BIO: Noemi is a software engineer passionate about technology and testing. She has been in and out of testing roles and has always strive for quality, automation and tooling creation to ease the entire development process. She has worked in multinational companies (such IBM, Microsoft and Dell) and also in a startup in Ireland. Currently she has reallocated to China and she is working for Netease games.
Presentation: Using Machine Learning for Test Case Decision
session level: beginner
Running too many tests could be expensive in the agile world. Selecting the right test cases to run has always been a tough task.
In this talk, I intend to explain how machine learning could help us determine test cases to run from a large test suite. I start explaining the problem itself and the variables that we can take into account in order to decide the most representative tests.
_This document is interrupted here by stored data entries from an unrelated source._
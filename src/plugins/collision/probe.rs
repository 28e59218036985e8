//! Per-axis movement probes against the collidable registry.
//!
//! `CollisionIndex` is the registry: a snapshot of every active collidable,
//! rebuilt at the top of each `FixedUpdate`. Snapshotting does two jobs at
//! once: movement systems can mutate their own `Transform`s without aliasing
//! the "everyone else" query, and entities spawned via `Commands` only join
//! the index at the start of the next frame — never mid-sweep.
//!
//! Movement systems must take `Res<CollisionIndex>`; running them without the
//! collision plugin installed is a wiring error and fails loudly as a missing
//! resource, it never silently skips collision checking.

use bevy::prelude::*;

use super::bounds::{Bounds, Shape};
use super::components::{Hitbox, Kind, LifeState, bounds_of};

#[derive(Clone, Copy, Debug)]
pub struct ColliderEntry {
    pub entity: Entity,
    pub kind: Kind,
    pub bounds: Bounds,
}

#[derive(Resource, Default, Debug)]
pub struct CollisionIndex {
    pub entries: Vec<ColliderEntry>,
}

/// Result of probing a proposed move. Blocking is per-axis so a mover blocked
/// on X can still slide along Y; `contacts` lists every probe-intersecting
/// partner exactly once so collision side effects happen even when the move
/// itself is rejected.
#[derive(Debug, Default)]
pub struct MoveCheck {
    pub blocked_x: bool,
    pub blocked_y: bool,
    pub contacts: Vec<Entity>,
}

impl MoveCheck {
    /// Commit only the unblocked axis components.
    pub fn resolve(&self, from: Vec2, to: Vec2) -> Vec2 {
        Vec2::new(
            if self.blocked_x { from.x } else { to.x },
            if self.blocked_y { from.y } else { to.y },
        )
    }
}

/// Test a proposed move from `from` to `to` with two single-axis probes:
/// `(to.x, from.y)` for X and `(from.x, to.y)` for Y. Any intersection on a
/// probe blocks that axis. The mover itself is skipped.
pub fn check_move(
    mover: Entity,
    shape: Shape,
    from: Vec2,
    to: Vec2,
    index: &CollisionIndex,
) -> MoveCheck {
    // Disposable copies of the mover's bounds; the real bounds move only
    // when the caller commits.
    let current = Bounds::new(from, shape);
    let probe_x = current.at(Vec2::new(to.x, from.y));
    let probe_y = current.at(Vec2::new(from.x, to.y));

    let mut check = MoveCheck::default();
    for entry in &index.entries {
        if entry.entity == mover {
            continue;
        }
        let on_x = probe_x.intersects(&entry.bounds);
        let on_y = probe_y.intersects(&entry.bounds);
        check.blocked_x |= on_x;
        check.blocked_y |= on_y;
        if on_x || on_y {
            check.contacts.push(entry.entity);
        }
    }
    check
}

/// Rebuild the registry snapshot from the current world state. Runs first in
/// `FixedUpdate`, before anything moves.
pub fn index_colliders(
    mut index: ResMut<CollisionIndex>,
    q: Query<(Entity, &Kind, &Hitbox, &Transform, &LifeState)>,
) {
    index.entries.clear();
    for (entity, kind, hitbox, transform, life) in &q {
        if !life.is_active() {
            continue;
        }
        index.entries.push(ColliderEntry {
            entity,
            kind: *kind,
            bounds: bounds_of(hitbox, transform),
        });
    }
}
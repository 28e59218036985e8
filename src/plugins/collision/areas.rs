//! Passive area zones.
//!
//! Areas are not collidables: they carry no `Kind`, never enter the collision
//! index and never block movement. Each frame every player fully contained in
//! an area receives its effect — a speed factor while inside (restored the
//! frame no slowing area contains them) or lethal damage. Non-player entities
//! are never tested.

use bevy::prelude::*;

use super::components::{Health, Hitbox, Kind, LifeState, Speed, bounds_of};

#[derive(Component, Clone, Copy, Debug)]
pub struct Area {
    pub effect: AreaEffect,
}

#[derive(Clone, Copy, Debug, PartialEq)]
pub enum AreaEffect {
    Slowing { factor: f32 },
    Lethal,
}

impl AreaEffect {
    pub fn slowing(factor: f32) -> Self {
        assert!(
            factor > 0.0 && factor <= 1.0,
            "slowing factor must be in (0, 1], got {factor}"
        );
        Self::Slowing { factor }
    }
}

pub fn apply_areas(
    q_areas: Query<(&Area, &Hitbox, &Transform)>,
    mut q_players: Query<(&Kind, &LifeState, &Hitbox, &Transform, &mut Speed, &mut Health)>,
) {
    for (kind, life, hitbox, transform, mut speed, mut health) in &mut q_players {
        if *kind != Kind::Player || !life.is_active() {
            continue;
        }
        let player_bounds = bounds_of(hitbox, transform);

        let mut slow = 1.0_f32;
        for (area, area_hitbox, area_transform) in &q_areas {
            if !bounds_of(area_hitbox, area_transform).contains(&player_bounds) {
                continue;
            }
            match area.effect {
                AreaEffect::Slowing { factor } => slow = slow.min(factor),
                AreaEffect::Lethal => health.hp = 0,
            }
        }
        speed.area_factor = slow;
    }
}
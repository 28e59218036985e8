//! Firing patterns.
//!
//! A pattern is a closed enum, swapped at runtime by weapon bonuses and
//! dispatched with a match. Each variant owns the full `BulletSpec` needed to
//! build its bullets, so swapping patterns never touches ammunition or the
//! reload timer.

use std::f32::consts::TAU;

/// Everything needed to build one bullet. Validated up front; a pattern
/// holding a `BulletSpec` can always fire.
#[derive(Clone, Copy, Debug, PartialEq)]
pub struct BulletSpec {
    pub damage: i32,
    pub speed: f32,
    pub lifetime_secs: f32,
    pub radius: f32,
}

impl BulletSpec {
    pub fn new(damage: i32, speed: f32, lifetime_secs: f32, radius: f32) -> Self {
        assert!(damage > 0, "bullet damage must be positive, got {damage}");
        assert!(speed > 0.0, "bullet speed must be positive, got {speed}");
        assert!(lifetime_secs > 0.0, "bullet lifetime must be positive, got {lifetime_secs}");
        assert!(radius > 0.0, "bullet radius must be positive, got {radius}");
        Self { damage, speed, lifetime_secs, radius }
    }
}

/// One bullet a pattern wants created, at an absolute world angle.
#[derive(Clone, Copy, Debug, PartialEq)]
pub struct Shot {
    pub angle: f32,
    pub spec: BulletSpec,
}

#[derive(Clone, Copy, Debug, PartialEq)]
pub enum FirePattern {
    /// One bullet along the facing.
    Single(BulletSpec),
    /// Two bullets along the facing; the stagger queue spaces them in time.
    Double(BulletSpec),
    /// `count` bullets spread evenly around the full circle.
    Circular { spec: BulletSpec, count: u32 },
}

impl FirePattern {
    pub fn circular(spec: BulletSpec, count: u32) -> Self {
        assert!(count > 0, "circular pattern needs at least one bullet, got {count}");
        Self::Circular { spec, count }
    }

    pub fn spec(&self) -> BulletSpec {
        match *self {
            Self::Single(spec) | Self::Double(spec) | Self::Circular { spec, .. } => spec,
        }
    }

    /// The bullets one trigger pull produces, given the shooter's facing.
    /// Angles are normalized to [0, TAU).
    pub fn shots(&self, facing: f32) -> Vec<Shot> {
        let facing = facing.rem_euclid(TAU);
        match *self {
            Self::Single(spec) => vec![Shot { angle: facing, spec }],
            Self::Double(spec) => vec![Shot { angle: facing, spec }; 2],
            Self::Circular { spec, count } => {
                let step = TAU / count as f32;
                (0..count)
                    .map(|i| Shot {
                        angle: (facing + i as f32 * step).rem_euclid(TAU),
                        spec,
                    })
                    .collect()
            }
        }
    }
}
//! Per-entity shooting state: ammunition, reload cadence and the stagger
//! queue.
//!
//! Firing is edge-triggered (Idle → Firing on toggle-on). Entering Firing
//! with ammunition available spends exactly one round and enqueues the active
//! pattern's shots; each shot's delay is `in-flight count at that exact angle
//! bucket × stagger cooldown`, with the counter bumped at enqueue time so
//! same-frame bursts stack their delays correctly.

use std::time::Duration;

use bevy::platform::collections::HashMap;
use bevy::prelude::*;

use super::patterns::FirePattern;
use super::queue::{PendingShot, ShotQueue};

/// Rotation angles bucketed to hundredths of a degree, so "the exact same
/// firing angle" is a map key instead of an f32 comparison.
#[derive(Clone, Copy, Debug, PartialEq, Eq, Hash)]
pub struct AngleBucket(i32);

impl AngleBucket {
    pub fn from_radians(angle: f32) -> Self {
        Self(((angle.to_degrees() * 100.0).round() as i32).rem_euclid(36_000))
    }
}

#[derive(Component, Debug)]
pub struct Arsenal {
    ammo: u32,
    max_ammo: u32,
    reload: Timer,
    stagger_secs: f32,
    queue: ShotQueue,
    in_flight: HashMap<AngleBucket, u32>,
    pattern: FirePattern,
    firing: bool,
}

impl Arsenal {
    pub fn new(max_ammo: u32, reload_secs: f32, stagger_secs: f32, pattern: FirePattern) -> Self {
        assert!(max_ammo > 0, "max ammunition must be positive, got {max_ammo}");
        assert!(reload_secs > 0.0, "reload time must be positive, got {reload_secs}");
        assert!(stagger_secs >= 0.0, "stagger time must not be negative, got {stagger_secs}");
        Self {
            ammo: max_ammo,
            max_ammo,
            reload: Timer::from_seconds(reload_secs, TimerMode::Repeating),
            stagger_secs,
            queue: ShotQueue::default(),
            in_flight: HashMap::default(),
            pattern,
            firing: false,
        }
    }

    pub fn ammo(&self) -> u32 {
        self.ammo
    }

    pub fn is_firing(&self) -> bool {
        self.firing
    }

    pub fn pattern(&self) -> FirePattern {
        self.pattern
    }

    /// Swap the firing pattern. Ammunition and the reload timer carry over;
    /// in-flight stagger counters stay valid because they are per-arsenal,
    /// not per-pattern.
    pub fn set_pattern(&mut self, pattern: FirePattern) {
        self.pattern = pattern;
    }

    pub fn pending_shots(&self) -> usize {
        self.queue.len()
    }

    pub fn in_flight_at(&self, bucket: AngleBucket) -> u32 {
        self.in_flight.get(&bucket).copied().unwrap_or(0)
    }

    /// Apply a fire-toggle edge. Returns true when a volley was enqueued.
    /// Toggling on without ammunition is a gameplay no-op, not an error.
    pub fn toggle(&mut self, firing: bool, owner: Entity, facing: f32) -> bool {
        if self.firing == firing {
            return false;
        }
        self.firing = firing;
        if !firing {
            return false;
        }
        if self.ammo == 0 {
            debug!("fire toggled with empty magazine; ignoring");
            return false;
        }

        self.ammo -= 1;
        for shot in self.pattern.shots(facing) {
            let bucket = AngleBucket::from_radians(shot.angle);
            let queued = self.in_flight.entry(bucket).or_insert(0);
            let delay = *queued as f32 * self.stagger_secs;
            self.queue.push(PendingShot::new(delay, shot.angle, shot.spec, owner));
            *queued += 1;
        }
        true
    }

    /// Advance the reload timer and the pending-shot queue by one frame.
    /// Returns the shots that came due; their angle buckets are decremented
    /// here, at execution time.
    pub fn advance(&mut self, delta: Duration) -> Vec<PendingShot> {
        self.reload.tick(delta);
        let ticks = self.reload.times_finished_this_tick();
        // One tick = one round, clamped at capacity. Ticks while full are not
        // banked: a full magazine never stores up instant reloads.
        self.ammo = (self.ammo + ticks).min(self.max_ammo);

        let ready = self.queue.advance(delta);
        for shot in &ready {
            let bucket = AngleBucket::from_radians(shot.angle);
            if let Some(queued) = self.in_flight.get_mut(&bucket) {
                *queued = queued.saturating_sub(1);
            }
        }
        ready
    }
}
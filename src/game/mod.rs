//! Game composition root.
//!
//! Provides two public configuration functions:
//! - `configure_full`: includes DefaultPlugins (window/render) + game plugins.
//! - `configure_headless`: minimal configuration for integration tests.

use bevy::prelude::*;
use bevy::window::WindowResolution;

use crate::common::state::GameState;
use crate::plugins;

pub fn run() {
    App::new().add_plugins(configure_full).run();
}

/// Full configuration for `cargo run`.
pub fn configure_full(app: &mut App) {
    app.add_plugins(DefaultPlugins.set(WindowPlugin {
        primary_window: Some(Window {
            title: "Arena Blast".into(),
            resolution: WindowResolution::new(1280, 720),
            ..default()
        }),
        ..default()
    }));

    configure_game(app);
    plugins::register_render(app);
}

/// Headless configuration for integration tests.
///
/// Notes:
/// - Do NOT add DefaultPlugins.
/// - Do NOT add render-only plugins (camera).
pub fn configure_headless(app: &mut App) {
    configure_game(app);
}

/// Configuration shared by both full and headless apps.
fn configure_game(app: &mut App) {
    app.init_state::<GameState>();
    plugins::register_gameplay(app);
}
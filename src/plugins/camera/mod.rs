//! Camera plugin (render-only).

use bevy::prelude::*;
use bevy::state::state_scoped::DespawnOnExit;

use crate::common::state::GameState;
use crate::plugins::player::Player;

#[derive(Component)]
pub struct MainCamera {
    pub responsiveness: f32,
}

pub fn plugin(app: &mut App) {
    app.add_systems(OnEnter(GameState::InGame), spawn_camera)
        .add_systems(
            PostUpdate,
            follow_player
                .before(TransformSystems::Propagate)
                .run_if(in_state(GameState::InGame)),
        );
}

fn spawn_camera(mut commands: Commands) {
    commands.spawn((
        Name::new("MainCamera"),
        Camera2d,
        MainCamera { responsiveness: 5.0 },
        Transform::from_xyz(0.0, 0.0, 999.0),
        DespawnOnExit(GameState::InGame),
    ));
}

fn follow_player(
    time: Res<Time>,
    // Disjointness proof: Player entities are not MainCamera entities.
    q_player: Query<&Transform, (With<Player>, Without<MainCamera>)>,
    mut q_cam: Query<(&mut Transform, &MainCamera), Without<Player>>,
) {
    let Ok(tf_player) = q_player.single() else {
        return;
    };
    let Ok((mut tf_cam, main_cam)) = q_cam.single_mut() else {
        return;
    };

    let dt = time.delta_secs();
    let alpha = 1.0 - (-main_cam.responsiveness * dt).exp();

    tf_cam.translation.x += (tf_player.translation.x - tf_cam.translation.x) * alpha;
    tf_cam.translation.y += (tf_player.translation.y - tf_cam.translation.y) * alpha;
}
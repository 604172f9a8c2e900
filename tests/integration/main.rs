//! Integration test driver for `tests/integration/` submodule.
//!
//! Each `mod` below maps to a file that exercises a specific subsystem
//! against mock adapters. All tests run on the host (x86_64) with no
//! real hardware required.

mod listener_tests;
mod mock_hw;
mod startup_tests;
mod worker_tests;
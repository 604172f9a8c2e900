//! Blink worker: the single consumer of the blink queue.
//!
//! Owns the sink and the persistent colour. Every PWM write and every
//! timed hold happens on this one thread, so the sink needs no locking.
//!
//! ## Per-request sequence
//!
//! | Request     | Writes                         | Holds                          |
//! |-------------|--------------------------------|--------------------------------|
//! | Persistent  | new colour                     | none                            |
//! | Transient   | blink colour, then persistent  | `active_ms`, then `max(hold_ms, interval)` |
//!
//! Restoring the persistent colour after every blink means the LED never
//! stays on a stale transient colour, and the trailing hold spaces out
//! back-to-back blinks. A dequeued blink always runs to completion.

use std::io;
use std::sync::Arc;
use std::sync::atomic::{AtomicU64, Ordering};
use std::thread::JoinHandle;

use embedded_hal::delay::DelayNs;
use log::{debug, info};

use crate::app::ports::ColorSink;
use crate::color::Color;
use crate::drivers::task_pin::{self, Core};
use crate::queue::{BlinkKind, BlinkQueue, BlinkRequest};

/// Read-only view of the colour currently on the LED.
///
/// Written only by the worker; anyone may read it.
#[derive(Debug, Default)]
pub struct ColorSnapshot(AtomicU64);

impl ColorSnapshot {
    pub fn new() -> Self {
        Self(AtomicU64::new(Color::BLACK.pack()))
    }

    pub fn get(&self) -> Color {
        Color::unpack(self.0.load(Ordering::Acquire))
    }

    fn set(&self, color: Color) {
        self.0.store(color.pack(), Ordering::Release);
    }
}

pub struct BlinkWorker<S, D> {
    sink: S,
    delay: D,
    interval_ms: u16,
    persistent: Color,
    displayed: Arc<ColorSnapshot>,
}

impl<S: ColorSink, D: DelayNs> BlinkWorker<S, D> {
    /// `interval_ms` is the minimum hold after every transient blink.
    pub fn new(sink: S, delay: D, interval_ms: u16) -> Self {
        Self {
            sink,
            delay,
            interval_ms,
            persistent: Color::BLACK,
            displayed: Arc::new(ColorSnapshot::new()),
        }
    }

    /// Handle for observing the displayed colour from other threads.
    pub fn snapshot(&self) -> Arc<ColorSnapshot> {
        Arc::clone(&self.displayed)
    }

    pub fn persistent(&self) -> Color {
        self.persistent
    }

    pub fn sink(&self) -> &S {
        &self.sink
    }

    /// Execute one request to completion.
    pub fn process(&mut self, request: BlinkRequest) {
        match request.kind() {
            BlinkKind::Persistent => {
                debug!("persistent colour: {}", request.color);
                self.persistent = request.color;
                self.show(request.color);
            }
            BlinkKind::Transient => {
                debug!("blink: {}, duration {}ms", request.color, request.active_ms);
                self.show(request.color);
                self.delay.delay_ms(request.active_ms as u32);

                self.show(self.persistent);
                let hold = request.hold_ms.max(self.interval_ms);
                self.delay.delay_ms(hold as u32);
            }
        }
    }

    /// Drain `queue` forever.
    pub fn run(mut self, queue: &BlinkQueue) -> ! {
        info!("blink worker running (interval {}ms)", self.interval_ms);
        loop {
            let request = queue.dequeue_blocking();
            self.process(request);
        }
    }

    /// Write to the sink. Failures were already logged per channel; timing
    /// carries on regardless.
    fn show(&mut self, color: Color) {
        if let Err(e) = self.sink.write(color) {
            debug!("sink write incomplete ({}), continuing", e);
        }
        self.displayed.set(color);
    }
}

impl<S, D> BlinkWorker<S, D>
where
    S: ColorSink + Send + 'static,
    D: DelayNs + Send + 'static,
{
    /// Move the worker onto its own thread, consuming `queue`.
    pub fn spawn(self, queue: &'static BlinkQueue) -> io::Result<JoinHandle<()>> {
        task_pin::spawn_on_core(
            Core::App,
            task_pin::INDICATOR_PRIORITY,
            task_pin::INDICATOR_STACK_KB,
            "led-blink\0",
            move || {
                self.run(queue);
            },
        )
    }
}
We will explore examples of situations of data relationships that would not seem to be obvious for a human but a machine could detect.
Then I explain a bit on machine learning and how it could be applied to this problem. We will look into how much reliable this solution would be and what can we do to implement it, as well as alternatives to this solution.
Last I show an example and open for questions.
This talk would provide new ways of automating tasks and would inspire the audience to come up with some of these or use them for their projects.
It would teach the audience some basic knowledge about AI, Rule base system and Machine learning.
It would also open discussions about the future of testing and the ethics of relying on computers to do human tasks.